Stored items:

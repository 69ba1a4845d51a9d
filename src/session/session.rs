//! Per-channel session state.
//!
//! A [`Session`] is the binding between one channel and one multi-turn
//! conversation with the engine. All mutable state lives behind a single
//! mutex so input admission and turn-completion handoff observe it
//! atomically.

use std::path::{Path, PathBuf};
use std::sync::Arc;

use chrono::{DateTime, Utc};
use tokio::sync::{Mutex, MutexGuard};
use tokio_util::sync::CancellationToken;

use crate::sink::{EventSink, SessionEvent};

/// Lifecycle state of a session.
#[derive(Debug, Clone, Copy, PartialEq, Eq)]
pub enum SessionState {
    /// Being created; transient within `start_session`.
    Starting,
    /// A turn is in flight.
    RunningTurn,
    /// Waiting for user input.
    Idle,
    /// Ended; the session is (being) removed and emits nothing further.
    Ended,
}

/// Outcome of submitting a message to a channel.
#[derive(Debug, Clone, Copy, PartialEq, Eq)]
pub enum SendOutcome {
    /// The session was idle; a new turn started with the message.
    Accepted,
    /// A turn is running; the message replaced any previously queued one.
    Queued,
    /// No session exists for the channel.
    NoSession,
}

/// Read-only projection of a session.
#[derive(Debug, Clone)]
pub struct SessionInfo {
    pub started_at: DateTime<Utc>,
    pub message_count: u64,
    pub cwd: PathBuf,
    pub waiting_for_input: bool,
}

/// Mutable session state, guarded by the session mutex.
pub(crate) struct SessionInner {
    pub state: SessionState,
    /// Engine resumption handle; first-write-wins for the session's lifetime.
    pub resume_token: Option<String>,
    /// At most one buffered message; last writer wins.
    pub pending_input: Option<String>,
    /// Incremented once per started turn.
    pub message_count: u64,
    /// Cancellation handle for the in-flight turn, present exactly while one
    /// is running.
    pub turn_cancel: Option<CancellationToken>,
}

/// One conversation bound to one channel.
pub struct Session {
    channel_id: String,
    cwd: PathBuf,
    started_at: DateTime<Utc>,
    sink: Arc<dyn EventSink>,
    inner: Mutex<SessionInner>,
}

impl Session {
    pub(crate) fn new(channel_id: impl Into<String>, cwd: PathBuf, sink: Arc<dyn EventSink>) -> Self {
        Self {
            channel_id: channel_id.into(),
            cwd,
            started_at: Utc::now(),
            sink,
            inner: Mutex::new(SessionInner {
                state: SessionState::Starting,
                resume_token: None,
                pending_input: None,
                message_count: 0,
                turn_cancel: None,
            }),
        }
    }

    /// Set the state before the session is shared. Callers must do this
    /// prior to inserting the session into the registry map.
    pub(crate) fn set_initial_state(&mut self, state: SessionState) {
        self.inner.get_mut().state = state;
    }

    pub fn channel_id(&self) -> &str {
        &self.channel_id
    }

    pub fn cwd(&self) -> &Path {
        &self.cwd
    }

    pub fn started_at(&self) -> DateTime<Utc> {
        self.started_at
    }

    pub(crate) async fn lock(&self) -> MutexGuard<'_, SessionInner> {
        self.inner.lock().await
    }

    /// Whether the session still accepts and emits anything.
    pub async fn is_active(&self) -> bool {
        self.inner.lock().await.state != SessionState::Ended
    }

    /// Record the engine's resumption handle. The first value sticks; later
    /// values (even differing ones) are ignored.
    pub(crate) async fn set_resume_token_if_unset(&self, token: &str) {
        let mut inner = self.inner.lock().await;
        match &inner.resume_token {
            None => {
                tracing::debug!(channel = %self.channel_id, "Captured engine resume token");
                inner.resume_token = Some(token.to_string());
            }
            Some(existing) if existing != token => {
                tracing::debug!(
                    channel = %self.channel_id,
                    "Ignoring changed resume token mid-session"
                );
            }
            Some(_) => {}
        }
    }

    /// Snapshot for `session_info`.
    pub async fn info(&self) -> SessionInfo {
        let inner = self.inner.lock().await;
        SessionInfo {
            started_at: self.started_at,
            message_count: inner.message_count,
            cwd: self.cwd.clone(),
            waiting_for_input: inner.state == SessionState::Idle,
        }
    }

    /// Deliver an event only if the session has not been ended.
    ///
    /// A removed session must not surface late output from a still-draining
    /// engine stream.
    pub(crate) async fn deliver_if_active(&self, event: SessionEvent) {
        if !self.is_active().await {
            tracing::debug!(channel = %self.channel_id, "Dropping event for ended session");
            return;
        }
        self.deliver(event).await;
    }

    /// Deliver an event to the session's sink, logging failures.
    ///
    /// Delivery failures never roll back sequencer state.
    pub(crate) async fn deliver(&self, event: SessionEvent) {
        if let Err(e) = self.sink.deliver(event).await {
            tracing::warn!(channel = %self.channel_id, "Event delivery failed: {}", e);
        }
    }
}
// Token endpoint grants: refresh_token and authorization_code

use reqwest::Client;

use super::types::{Credentials, TokenResponse, TokenSet};
use crate::error::{Result, XeroError};
use crate::http_client::send;

/// Exchange a refresh token for a new token pair
pub async fn refresh_grant(
    client: &Client,
    token_endpoint: &str,
    creds: &Credentials,
    refresh_token: &str,
) -> Result<TokenSet> {
    tracing::info!("Refreshing Xero token...");

    let form = [
        ("grant_type", "refresh_token"),
        ("refresh_token", refresh_token),
    ];

    let data = post_token_form(client, token_endpoint, creds, &form, "refresh").await?;
    let token = data.into_token_set(Some(refresh_token))?;

    tracing::info!(
        expires_at = ?token.expires_at,
        "Token refreshed via Xero identity"
    );

    Ok(token)
}

/// Exchange an authorization code for the first token pair
pub async fn exchange_code(
    client: &Client,
    token_endpoint: &str,
    creds: &Credentials,
    code: &str,
) -> Result<TokenSet> {
    tracing::info!("Exchanging authorization code for tokens...");

    let form = [
        ("grant_type", "authorization_code"),
        ("code", code),
        ("redirect_uri", creds.redirect_uri.as_str()),
    ];

    let data = post_token_form(client, token_endpoint, creds, &form, "authorization_code").await?;
    let token = data.into_token_set(None)?;

    tracing::info!(
        expires_at = ?token.expires_at,
        "Authorization code exchanged"
    );

    Ok(token)
}

async fn post_token_form(
    client: &Client,
    token_endpoint: &str,
    creds: &Credentials,
    form: &[(&str, &str)],
    grant: &str,
) -> Result<TokenResponse> {
    tracing::debug!(
        "Token request: url={}, grant={}, client_id={}...",
        token_endpoint,
        grant,
        client_id_prefix(&creds.client_id)
    );

    // Xero expects client_secret_basic authentication
    let request = client
        .post(token_endpoint)
        .basic_auth(&creds.client_id, Some(&creds.client_secret))
        .header("Accept", "application/json")
        .form(form);

    let response = match send(request).await {
        Ok(response) => response,
        Err(XeroError::Api {
            status,
            message,
            body,
        }) => {
            // Surface the OAuth error details when the identity server sends them
            if let Ok(error_json) = serde_json::from_str::<serde_json::Value>(&body) {
                if let Some(error_code) = error_json.get("error").and_then(|v| v.as_str()) {
                    tracing::error!(
                        "Token {} grant failed: error={}, description={}",
                        grant,
                        error_code,
                        error_json
                            .get("error_description")
                            .and_then(|v| v.as_str())
                            .unwrap_or("-")
                    );
                }
            }
            return Err(XeroError::Api {
                status,
                message,
                body,
            });
        }
        Err(e) => return Err(e),
    };

    Ok(response.json::<TokenResponse>().await?)
}

/// First eight characters of the client id, for logs
fn client_id_prefix(client_id: &str) -> String {
    client_id.chars().take(8).collect()
}
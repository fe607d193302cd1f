// Authentication types

use chrono::{Duration, Utc};
use serde::{Deserialize, Deserializer, Serialize};
use serde_json::{Map, Value};
use std::fmt;

use crate::error::{Result, XeroError};

/// OAuth scopes requested from Xero. Not configurable by callers.
pub const SCOPES: [&str; 3] = [
    "accounting.settings",
    "accounting.transactions",
    "offline_access",
];

/// Static application credentials registered with Xero
#[derive(Clone)]
pub struct Credentials {
    pub client_id: String,
    pub client_secret: String,
    pub redirect_uri: String,

    /// Opaque value round-tripped through the consent screen
    pub state: Option<String>,
}

impl Credentials {
    pub fn new(
        client_id: impl Into<String>,
        client_secret: impl Into<String>,
        redirect_uri: impl Into<String>,
    ) -> Self {
        Self {
            client_id: client_id.into(),
            client_secret: client_secret.into(),
            redirect_uri: redirect_uri.into(),
            state: None,
        }
    }

    pub fn with_state(mut self, state: impl Into<String>) -> Self {
        self.state = Some(state.into());
        self
    }
}

impl fmt::Debug for Credentials {
    fn fmt(&self, f: &mut fmt::Formatter<'_>) -> fmt::Result {
        f.debug_struct("Credentials")
            .field("client_id", &self.client_id)
            .field("client_secret", &"[redacted]")
            .field("redirect_uri", &self.redirect_uri)
            .field("state", &self.state)
            .finish()
    }
}

/// OAuth token pair with its metadata
///
/// Unknown fields are kept in `extra` so a token document loaded from
/// external persistence is written back unchanged.
#[derive(Debug, Clone, PartialEq, Serialize, Deserialize)]
pub struct TokenSet {
    pub access_token: String,
    pub refresh_token: String,

    /// Expiry as unix timestamp (seconds)
    #[serde(
        default,
        deserialize_with = "lenient_timestamp",
        skip_serializing_if = "Option::is_none"
    )]
    pub expires_at: Option<i64>,

    #[serde(
        default,
        deserialize_with = "lenient_string",
        skip_serializing_if = "Option::is_none"
    )]
    pub token_type: Option<String>,

    #[serde(
        default,
        deserialize_with = "lenient_string",
        skip_serializing_if = "Option::is_none"
    )]
    pub id_token: Option<String>,

    #[serde(
        default,
        deserialize_with = "lenient_string",
        skip_serializing_if = "Option::is_none"
    )]
    pub scope: Option<String>,

    #[serde(flatten)]
    pub extra: Map<String, Value>,
}

// Optional metadata of an unexpected type is dropped instead of
// rejecting the whole document.

fn lenient_timestamp<'de, D>(deserializer: D) -> std::result::Result<Option<i64>, D::Error>
where
    D: Deserializer<'de>,
{
    let value = Value::deserialize(deserializer)?;
    Ok(match value {
        Value::Number(n) => n.as_i64().or_else(|| n.as_f64().map(|f| f as i64)),
        _ => None,
    })
}

fn lenient_string<'de, D>(deserializer: D) -> std::result::Result<Option<String>, D::Error>
where
    D: Deserializer<'de>,
{
    match Value::deserialize(deserializer)? {
        Value::String(s) => Ok(Some(s)),
        _ => Ok(None),
    }
}

impl TokenSet {
    pub fn new(access_token: impl Into<String>, refresh_token: impl Into<String>) -> Self {
        Self {
            access_token: access_token.into(),
            refresh_token: refresh_token.into(),
            expires_at: None,
            token_type: None,
            id_token: None,
            scope: None,
            extra: Map::new(),
        }
    }

    /// Parse and validate a raw token document
    pub fn from_value(value: Value) -> Result<Self> {
        let token: TokenSet = serde_json::from_value(value)
            .map_err(|e| XeroError::InvalidToken(e.to_string()))?;
        token.validate()?;
        Ok(token)
    }

    /// Both access_token and refresh_token must be non-empty
    pub fn validate(&self) -> Result<()> {
        if self.access_token.is_empty() {
            return Err(XeroError::InvalidToken(
                "access_token is missing or empty".to_string(),
            ));
        }
        if self.refresh_token.is_empty() {
            return Err(XeroError::InvalidToken(
                "refresh_token is missing or empty".to_string(),
            ));
        }
        Ok(())
    }

    /// A token without expiry information is treated as still valid
    pub fn expired(&self) -> bool {
        match self.expires_at {
            None => false,
            Some(exp) => Utc::now().timestamp() >= exp,
        }
    }
}

/// Token endpoint response
#[derive(Debug, Deserialize)]
pub struct TokenResponse {
    pub access_token: String,
    #[serde(default)]
    pub refresh_token: Option<String>,
    #[serde(default)]
    pub expires_in: Option<i64>,
    #[serde(default)]
    pub token_type: Option<String>,
    #[serde(default)]
    pub id_token: Option<String>,
    #[serde(default)]
    pub scope: Option<String>,
}

impl TokenResponse {
    /// Convert into a token set, keeping `previous_refresh` when the
    /// response does not rotate the refresh token
    pub fn into_token_set(self, previous_refresh: Option<&str>) -> Result<TokenSet> {
        let refresh_token = self
            .refresh_token
            .filter(|t| !t.is_empty())
            .or_else(|| previous_refresh.map(str::to_string))
            .unwrap_or_default();

        let token = TokenSet {
            access_token: self.access_token,
            refresh_token,
            expires_at: self
                .expires_in
                .map(|secs| (Utc::now() + Duration::seconds(secs)).timestamp()),
            token_type: self.token_type,
            id_token: self.id_token,
            scope: self.scope,
            extra: Map::new(),
        };
        token.validate()?;
        Ok(token)
    }
}

/// Subset of the OpenID provider configuration document
#[derive(Debug, Clone, Deserialize)]
pub struct AuthEndpoints {
    pub authorization_endpoint: String,
    pub token_endpoint: String,
}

▶ THE TASK: "sink" is the string to look for; please copy every line of the records above where it appears.

▶ WRITTEN ANSWER:
use crate::sink::{EventSink, SessionEvent};
    sink: Arc<dyn EventSink>,
    pub(crate) fn new(channel_id: impl Into<String>, cwd: PathBuf, sink: Arc<dyn EventSink>) -> Self {
            sink,
    /// Deliver an event to the session's sink, logging failures.
        if let Err(e) = self.sink.deliver(event).await {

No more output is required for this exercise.